=== Exercise brief ===
When the word "scale" shows up in a line of the records below, copy that line.

──────── Data shown

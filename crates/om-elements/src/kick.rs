//! Nonlinear tracking maps in the element frame.

use crate::common::EPSILON_STRENGTH;
use crate::error::{ElementError, ElementResult};
use crate::kind::ElementKind;
use crate::linear::{
    SectorParams, drift_matrix, edge_matrix, energy_slope_mev_per_m, reference_energy_gain_mev,
    sector_matrix, solenoid_matrix,
};
use crate::reference::ReferenceParticle;
use om_linalg::{Complex, PhaseVector};

/// Slices used for thick sextupole integration.
pub const SEXTUPOLE_SLICES: usize = 4;

/// Track a single particle through the body of `kind` (element frame).
pub fn track_body(
    kind: &ElementKind,
    length: f64,
    reference: &ReferenceParticle,
    coords: &mut PhaseVector,
) -> ElementResult<()> {
    let gamma = reference.gamma();
    let one_plus_delta = 1.0 + coords[5];
    if !(one_plus_delta.is_finite() && one_plus_delta > 0.0) {
        return Err(ElementError::NonPhysical {
            what: "momentum deviation below -1",
        });
    }

    match *kind {
        ElementKind::Drift
        | ElementKind::Aperture { .. }
        | ElementKind::Scatterer { .. }
        | ElementKind::Instrument => {
            *coords = drift_matrix(length, gamma) * *coords;
        }
        ElementKind::Bend {
            field_t,
            gradient_t_per_m,
            edge_in_rad,
            edge_out_rad,
        } => {
            let h = reference.normalize(field_t);
            let hp = h / one_plus_delta;
            let k1p = reference.normalize(gradient_t_per_m) / one_plus_delta;
            let body = sector_matrix(&SectorParams {
                length,
                h,
                drive: hp,
                kx: h * hp + k1p,
                ky: -k1p,
                gamma,
            });
            let m = edge_matrix(hp, edge_out_rad) * body * edge_matrix(hp, edge_in_rad);
            *coords = m * *coords;
        }
        ElementKind::Quadrupole { gradient_t_per_m } => {
            let k1p = reference.normalize(gradient_t_per_m) / one_plus_delta;
            let m = sector_matrix(&SectorParams {
                length,
                h: 0.0,
                drive: 0.0,
                kx: k1p,
                ky: -k1p,
                gamma,
            });
            *coords = m * *coords;
        }
        ElementKind::Solenoid { field_t } => {
            let k = reference.normalize(field_t) / (2.0 * one_plus_delta);
            *coords = solenoid_matrix(length, k, gamma) * *coords;
        }
        ElementKind::Sextupole { b2_t_per_m2 } => {
            let k2 = reference.normalize(b2_t_per_m2);
            if length == 0.0 || k2.abs() < EPSILON_STRENGTH {
                *coords = drift_matrix(length, gamma) * *coords;
            } else {
                let ds = length / SEXTUPOLE_SLICES as f64;
                let half = drift_matrix(ds / 2.0, gamma);
                for _ in 0..SEXTUPOLE_SLICES {
                    *coords = half * *coords;
                    sextupole_kick(coords, k2 * ds);
                    *coords = half * *coords;
                }
            }
        }
        ElementKind::Multipole {
            ref field_integrals,
        } => {
            let knl: Vec<f64> = field_integrals
                .iter()
                .map(|b| reference.normalize(*b))
                .collect();
            multipole_kick(coords, &knl);
        }
        ElementKind::Corrector { hkick_tm, vkick_tm } => {
            let half = drift_matrix(length / 2.0, gamma);
            *coords = half * *coords;
            coords[1] -= reference.normalize(hkick_tm) / one_plus_delta;
            coords[3] += reference.normalize(vkick_tm) / one_plus_delta;
            *coords = half * *coords;
        }
        ElementKind::Cavity { .. } | ElementKind::Wakefield { .. } => {
            let gain = reference_energy_gain_mev(kind, reference);
            let after = reference.with_kinetic(reference.kinetic_mev() + gain)?;
            let slope = energy_slope_mev_per_m(kind, reference);
            *coords = drift_matrix(length / 2.0, gamma) * *coords;
            let de = match *kind {
                ElementKind::Cavity {
                    voltage_mv,
                    phase_rad,
                    frequency_hz,
                } => {
                    let k = crate::linear::rf_wavenumber(frequency_hz, reference);
                    reference.charge().abs() * voltage_mv * (phase_rad - k * coords[4]).cos()
                }
                _ => gain + slope * coords[4],
            };
            energy_kick(coords, reference, &after, de)?;
            *coords = drift_matrix(length / 2.0, after.gamma()) * *coords;
        }
    }
    Ok(())
}

/// Thin sextupole kick with integrated strength `k2l` (1/m²).
pub fn sextupole_kick(coords: &mut PhaseVector, k2l: f64) {
    let (x, y) = (coords[0], coords[2]);
    let scale = 1.0 / (1.0 + coords[5]);
    coords[1] -= 0.5 * k2l * (x * x - y * y) * scale;
    coords[3] += k2l * x * y * scale;
}

/// Thin multipole kick, Δx' − iΔy' = −Σ knl (x + iy)ⁿ / n! / (1 + δ).
pub fn multipole_kick(coords: &mut PhaseVector, knl: &[f64]) {
    if knl.is_empty() {
        return;
    }
    let z = Complex::new(coords[0], coords[2]);
    let mut power = Complex::new(1.0, 0.0);
    let mut factorial = 1.0;
    let mut sum = Complex::new(0.0, 0.0);
    for (n, &k) in knl.iter().enumerate() {
        if n > 0 {
            power *= z;
            factorial *= n as f64;
        }
        sum += power * (k / factorial);
    }
    let scale = 1.0 / (1.0 + coords[5]);
    coords[1] -= sum.re * scale;
    coords[3] += sum.im * scale;
}

/// Apply an energy change `de_mev` to one particle and re-express its
/// coordinates relative to the downstream reference `after`.
pub fn energy_kick(
    coords: &mut PhaseVector,
    before: &ReferenceParticle,
    after: &ReferenceParticle,
    de_mev: f64,
) -> ElementResult<()> {
    let m = before.mass_mev();
    let p = before.momentum_mev() * (1.0 + coords[5]);
    let e = (p * p + m * m).sqrt() + de_mev;
    if !(e.is_finite() && e > m) {
        return Err(ElementError::NonPhysical {
            what: "particle stopped by energy change",
        });
    }
    let p_new = (e * e - m * m).sqrt();
    let ratio = p / p_new;
    coords[1] *= ratio;
    coords[3] *= ratio;
    coords[5] = p_new / after.momentum_mev() - 1.0;
    Ok(())
}

#[cfg(test)]
mod tests {
    use super::*;
    use om_core::units::mev;

    fn proton() -> ReferenceParticle {
        ReferenceParticle::proton(mev(200.0)).unwrap()
    }

    #[test]
    fn thin_quadrupole_term_matches_linear_kick() {
        let mut v = PhaseVector::zeros();
        v[0] = 0.002;
        v[2] = -0.001;
        multipole_kick(&mut v, &[0.0, 0.5]);
        assert!((v[1] + 0.5 * 0.002).abs() < 1e-15);
        assert!((v[3] - 0.5 * -0.001).abs() < 1e-15);
    }

    #[test]
    fn sextupole_multipole_term_matches_sextupole_kick() {
        let mut a = PhaseVector::zeros();
        a[0] = 0.003;
        a[2] = 0.002;
        let mut b = a;
        multipole_kick(&mut a, &[0.0, 0.0, 4.0]);
        sextupole_kick(&mut b, 4.0);
        assert!((a - b).norm() < 1e-15);
    }

    #[test]
    fn sextupole_on_axis_is_drift() {
        let p = proton();
        let kind = ElementKind::Sextupole { b2_t_per_m2: 50.0 };
        // transverse coordinates stay zero, so no slice sees a kick
        let mut v = PhaseVector::zeros();
        v[4] = 2e-3;
        v[5] = 1e-3;
        let w = drift_matrix(0.2, p.gamma()) * v;
        track_body(&kind, 0.2, &p, &mut v).unwrap();
        assert_eq!(v[0], 0.0);
        assert_eq!(v[2], 0.0);
        assert!((v - w).norm() < 1e-15);
    }

    #[test]
    fn sextupole_kicks_particle_leaving_axis() {
        let p = proton();
        let kind = ElementKind::Sextupole { b2_t_per_m2: 50.0 };
        let mut v = PhaseVector::zeros();
        v[1] = 1e-3;
        let w = drift_matrix(0.2, p.gamma()) * v;
        track_body(&kind, 0.2, &p, &mut v).unwrap();
        // positive k2 defocuses x > 0 towards smaller x'
        assert!(v[1] < w[1]);
        assert!((v - w).norm() < 1e-6);
    }

    #[test]
    fn on_momentum_quadrupole_matches_linear_map() {
        let p = proton();
        let kind = ElementKind::Quadrupole {
            gradient_t_per_m: 8.0,
        };
        let m = crate::linear::body_matrix(&kind, 0.3, &p, true, true).unwrap();
        let mut v = PhaseVector::from_column_slice(&[1e-3, 2e-4, -5e-4, 1e-4, 0.0, 0.0]);
        let expected = m * v;
        track_body(&kind, 0.3, &p, &mut v).unwrap();
        assert!((v - expected).norm() < 1e-15);
    }

    #[test]
    fn corrector_kick_is_opposite_field_sign() {
        let p = proton();
        let kind = ElementKind::Corrector {
            hkick_tm: 0.001,
            vkick_tm: 0.001,
        };
        let mut v = PhaseVector::zeros();
        track_body(&kind, 0.0, &p, &mut v).unwrap();
        let theta = 0.001 / p.rigidity_tm();
        assert!((v[1] + theta).abs() < 1e-15);
        assert!((v[3] - theta).abs() < 1e-15);
    }

    #[test]
    fn on_crest_energy_gain_keeps_reference_on_momentum() {
        let p = proton();
        let kind = ElementKind::Cavity {
            voltage_mv: 3.0,
            phase_rad: 0.0,
            frequency_hz: 805e6,
        };
        let mut v = PhaseVector::zeros();
        track_body(&kind, 0.0, &p, &mut v).unwrap();
        assert!(v.norm() < 1e-12);
    }

    #[test]
    fn stopping_particle_is_reported() {
        let p = ReferenceParticle::proton(mev(1.0)).unwrap();
        let kind = ElementKind::Cavity {
            voltage_mv: 0.5,
            phase_rad: 0.0,
            frequency_hz: 805e6,
        };
        let mut v = PhaseVector::zeros();
        v[5] = -0.9;
        let before = p;
        let after = p.with_kinetic(1.5).unwrap();
        assert!(energy_kick(&mut v, &before, &after, -2.0).is_err());
        assert!(track_body(&kind, 0.0, &p, &mut v).is_ok());
    }
}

────────────────

=== Response box ===
    let scale = 1.0 / (1.0 + coords[5]);
    coords[1] -= 0.5 * k2l * (x * x - y * y) * scale;
    coords[3] += k2l * x * y * scale;
    let scale = 1.0 / (1.0 + coords[5]);
    coords[1] -= sum.re * scale;
    coords[3] += sum.im * scale;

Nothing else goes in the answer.